In North American television shows and movies, 5-5-5 is the prefix used for fictional telephone numbers. In older television shows from the 1950s or 1960s, "KLondike 5" was used, as at the time the telephone exchanges used letters. "KLamath 5" is sometimes also used.

One of the main reasons the prefix exists is to avoid accidentally using real phone numbers in movies. There are many cases of people, for various reasons, actually trying to call these numbers. Unfortunately, in cases where the prefix isn't used, people with the same numbers receive many calls from people who have seen the movies. A perfect example of this situation is with the 2003 film Bruce Almighty. The makers of the movie opted not to use the prefix, and several people whose phone numbers matched one mentioned in the film were inundated with callers asking for "God". Another widespread example was the fiasco caused by the hit 1981 song "867-5309", which actually is a valid number in many area codes and commonly receives calls asking for "Jenny".
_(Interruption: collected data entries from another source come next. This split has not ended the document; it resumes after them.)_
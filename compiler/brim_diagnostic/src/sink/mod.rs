//! Capped, append-only diagnostic collection.

use crate::{Diagnostic, DiagnosticCode};

/// Append-only collector shared by the lexer and the parser.
///
/// Stores at most `limit` diagnostics. The first report past the cap
/// stores a single `TooManyErrors` record (anchored where the rejected
/// diagnostic would have gone) and saturates the sink; every report
/// after that is dropped.
#[derive(Clone, Debug, Eq, PartialEq)]
pub struct DiagnosticSink {
    diagnostics: Vec<Diagnostic>,
    limit: usize,
    error_count: usize,
    saturated: bool,
}

impl Default for DiagnosticSink {
    fn default() -> Self {
        Self::new()
    }
}

impl DiagnosticSink {
    /// Cap used when callers don't pick one.
    pub const DEFAULT_LIMIT: usize = 100;

    pub fn new() -> Self {
        Self::with_limit(Self::DEFAULT_LIMIT)
    }

    pub fn with_limit(limit: usize) -> Self {
        DiagnosticSink {
            diagnostics: Vec::new(),
            limit,
            error_count: 0,
            saturated: false,
        }
    }

    /// Sink that never saturates in practice.
    pub fn unlimited() -> Self {
        Self::with_limit(usize::MAX)
    }

    /// Record a diagnostic.
    ///
    /// Returns `true` if it was stored, `false` if the cap dropped it.
    pub fn report(&mut self, diagnostic: Diagnostic) -> bool {
        if self.saturated {
            return false;
        }
        if self.diagnostics.len() >= self.limit {
            self.saturated = true;
            self.push(too_many_errors(&diagnostic));
            return false;
        }
        self.push(diagnostic);
        true
    }

    fn push(&mut self, diagnostic: Diagnostic) {
        if diagnostic.is_error() {
            self.error_count += 1;
        }
        self.diagnostics.push(diagnostic);
    }

    /// Whether the cap has been hit and `TooManyErrors` recorded.
    pub fn is_saturated(&self) -> bool {
        self.saturated
    }

    /// Number of stored diagnostics, including the `TooManyErrors` marker.
    pub fn len(&self) -> usize {
        self.diagnostics.len()
    }

    pub fn is_empty(&self) -> bool {
        self.diagnostics.is_empty()
    }

    pub fn error_count(&self) -> usize {
        self.error_count
    }

    pub fn has_errors(&self) -> bool {
        self.error_count > 0
    }

    /// Diagnostics in emission order.
    pub fn iter(&self) -> impl Iterator<Item = &Diagnostic> {
        self.diagnostics.iter()
    }

    /// Consume the sink, returning diagnostics sorted by offset.
    pub fn into_sorted(self) -> Vec<Diagnostic> {
        let mut out = self.diagnostics;
        sort_by_offset(&mut out);
        out
    }
}

/// Stable sort by offset; ties keep emission order. The `TooManyErrors`
/// marker always sorts last, even when the rejected diagnostic sat before
/// ones already stored.
///
/// Skips the sort when already ordered, which is the common case since
/// the parser pulls tokens lazily.
fn sort_by_offset(diagnostics: &mut [Diagnostic]) {
    let key = |d: &Diagnostic| (d.code == DiagnosticCode::TooManyErrors, d.offset);
    let already_sorted = diagnostics.windows(2).all(|w| key(&w[0]) <= key(&w[1]));
    if !already_sorted {
        diagnostics.sort_by_key(key);
    }
}

/// Create the saturation marker for a sink that just rejected `rejected`.
#[cold]
fn too_many_errors(rejected: &Diagnostic) -> Diagnostic {
    Diagnostic::at(
        DiagnosticCode::TooManyErrors,
        rejected.phase,
        rejected.offset,
        0,
        rejected.line,
        rejected.column,
    )
}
Not all numbers that begin with 5-5-5 are fictional—for example, 555-1212 is the number for directory assistance in many places. In fact, only 555-0100 through 555-0199 are now specifically reserved for fictional use, with the other numbers having been released for actual assignment. Some movies have gone to creating fictional telephone numbers starting with 1, giving someone a "telephone number" of 167-1402 in the film, for example. Others, such as the producers of HBO's Sex and the City have acquired actual telephone numbers solely for the purpose of using them in the movie or on TV.

In other countries, where different numbering schemes are used, different conventions for fictional numbers are used. In the United Kingdom, the telephone regulator, the Office of Communications (Ofcom) has recommended here (http://www.ofcom.org.uk/telecoms/ioi/numbers/num_drama?a=87101) that the area code 01632 is used (for detail see UK telephone numbering plan#Drama Numbers); for specific area codes a special range of numbers (usually, but not always beginning 4960) has been reserved.

The producers of the television series 24 began using the real telephone number belonging to a member of the show's production staff. The cell phone the number belongs to is answered by the show's staff whenever anyone actually calls it. This approach was also taken by the producers of the show Scrubs, who used the phone number (916) CALL-TUR(k) as the notional number of the cell phone of intern Chris Turk. The number goes to a voicemail box on which the outgoing message is recorded in rotation by various members of the cast, in character.

A related situation is that of the use of domain names in television programs and other popular media: some production companies register the names they use and let them sit dormant, some forget to register them and they are taken advantage of by others, and some actually put active websites there, as a paean to their avid viewers. When IP addresses are called for in a script, some TV shows, like 24, use numbers that are over 255 (which are not allowed in real addresses).

Example

  • 555 8383 Eddie's boiler repairs in the Playstation 2 game Grand Theft Auto 3
  • 555 8383 Jerry Seinfeld's car phone in episode 28 The Alternate Side.
  • 555 8383 Jerry Seinfeld's home phone number in later episodes.
  • 555 0199 Lester Burnham's (Kevin Spacey) office number in American Beauty.